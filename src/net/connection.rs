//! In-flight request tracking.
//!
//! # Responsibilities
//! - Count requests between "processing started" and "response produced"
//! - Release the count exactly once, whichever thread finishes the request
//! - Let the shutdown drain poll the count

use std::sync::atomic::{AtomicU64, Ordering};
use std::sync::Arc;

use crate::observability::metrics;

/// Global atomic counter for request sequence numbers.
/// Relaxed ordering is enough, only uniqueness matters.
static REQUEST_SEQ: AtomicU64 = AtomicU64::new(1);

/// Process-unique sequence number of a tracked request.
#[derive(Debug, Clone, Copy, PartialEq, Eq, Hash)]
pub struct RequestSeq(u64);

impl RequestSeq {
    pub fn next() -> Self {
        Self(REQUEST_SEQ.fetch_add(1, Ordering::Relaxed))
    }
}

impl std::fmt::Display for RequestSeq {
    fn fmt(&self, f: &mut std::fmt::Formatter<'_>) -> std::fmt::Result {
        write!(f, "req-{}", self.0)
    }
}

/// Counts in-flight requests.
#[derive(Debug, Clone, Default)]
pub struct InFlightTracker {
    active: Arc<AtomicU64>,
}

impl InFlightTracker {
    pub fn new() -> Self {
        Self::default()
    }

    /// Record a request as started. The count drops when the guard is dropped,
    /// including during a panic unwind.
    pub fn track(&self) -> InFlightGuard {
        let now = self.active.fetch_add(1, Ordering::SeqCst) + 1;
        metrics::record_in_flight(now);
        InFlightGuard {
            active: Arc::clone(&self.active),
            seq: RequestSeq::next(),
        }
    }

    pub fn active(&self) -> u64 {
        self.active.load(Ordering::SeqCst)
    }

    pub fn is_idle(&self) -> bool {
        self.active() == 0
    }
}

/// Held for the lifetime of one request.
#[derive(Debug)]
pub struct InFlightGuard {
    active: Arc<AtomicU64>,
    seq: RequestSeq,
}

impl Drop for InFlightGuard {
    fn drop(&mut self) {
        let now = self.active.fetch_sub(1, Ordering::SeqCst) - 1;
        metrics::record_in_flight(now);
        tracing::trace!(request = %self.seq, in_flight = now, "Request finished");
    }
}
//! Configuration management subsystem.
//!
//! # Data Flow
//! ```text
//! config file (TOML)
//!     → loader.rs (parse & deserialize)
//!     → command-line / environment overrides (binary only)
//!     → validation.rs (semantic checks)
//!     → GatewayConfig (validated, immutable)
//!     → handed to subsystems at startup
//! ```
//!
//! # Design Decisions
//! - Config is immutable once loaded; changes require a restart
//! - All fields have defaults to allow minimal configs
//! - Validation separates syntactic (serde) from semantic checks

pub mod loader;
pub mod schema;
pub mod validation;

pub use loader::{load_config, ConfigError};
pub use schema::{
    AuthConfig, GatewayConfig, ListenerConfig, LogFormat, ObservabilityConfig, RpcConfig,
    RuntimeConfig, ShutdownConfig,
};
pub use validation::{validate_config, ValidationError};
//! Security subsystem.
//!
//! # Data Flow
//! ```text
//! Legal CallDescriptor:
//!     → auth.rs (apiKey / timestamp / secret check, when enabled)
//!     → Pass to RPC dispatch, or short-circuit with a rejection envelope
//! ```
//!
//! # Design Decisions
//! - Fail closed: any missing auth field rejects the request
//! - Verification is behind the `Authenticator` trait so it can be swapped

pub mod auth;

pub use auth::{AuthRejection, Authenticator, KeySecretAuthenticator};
--
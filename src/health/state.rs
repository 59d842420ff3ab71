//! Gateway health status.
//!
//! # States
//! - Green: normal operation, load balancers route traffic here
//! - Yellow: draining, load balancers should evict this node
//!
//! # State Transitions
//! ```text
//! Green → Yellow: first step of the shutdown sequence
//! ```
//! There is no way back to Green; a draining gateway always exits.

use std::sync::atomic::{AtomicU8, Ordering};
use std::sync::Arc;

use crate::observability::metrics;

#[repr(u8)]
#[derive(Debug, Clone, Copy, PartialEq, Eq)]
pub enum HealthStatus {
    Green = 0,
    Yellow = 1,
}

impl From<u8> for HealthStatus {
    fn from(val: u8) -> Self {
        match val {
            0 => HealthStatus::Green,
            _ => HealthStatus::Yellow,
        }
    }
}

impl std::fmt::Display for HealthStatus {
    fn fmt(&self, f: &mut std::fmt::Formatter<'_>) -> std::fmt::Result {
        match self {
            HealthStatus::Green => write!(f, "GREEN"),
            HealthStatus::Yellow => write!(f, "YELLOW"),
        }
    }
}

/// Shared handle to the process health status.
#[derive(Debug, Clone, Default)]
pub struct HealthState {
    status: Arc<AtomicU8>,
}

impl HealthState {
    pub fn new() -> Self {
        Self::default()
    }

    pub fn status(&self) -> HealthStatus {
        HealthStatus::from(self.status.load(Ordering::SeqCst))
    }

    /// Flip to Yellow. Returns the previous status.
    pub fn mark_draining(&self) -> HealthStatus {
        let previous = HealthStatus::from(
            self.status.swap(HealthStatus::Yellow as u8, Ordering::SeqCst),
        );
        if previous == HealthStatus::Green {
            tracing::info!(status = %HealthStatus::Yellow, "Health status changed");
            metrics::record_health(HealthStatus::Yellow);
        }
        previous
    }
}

DIRECTIONS
Reproduce exactly the lines of the records above from the one with "route traffic here" to the one with "pub enum HealthStatus", both included, and leave out everything else.

EXERCISE RESPONSE
//! - Green: normal operation, load balancers route traffic here
//! - Yellow: draining, load balancers should evict this node
//!
//! # State Transitions
//! ```text
//! Green → Yellow: first step of the shutdown sequence
//! ```
//! There is no way back to Green; a draining gateway always exits.

use std::sync::atomic::{AtomicU8, Ordering};
use std::sync::Arc;

use crate::observability::metrics;

#[repr(u8)]
#[derive(Debug, Clone, Copy, PartialEq, Eq)]
pub enum HealthStatus {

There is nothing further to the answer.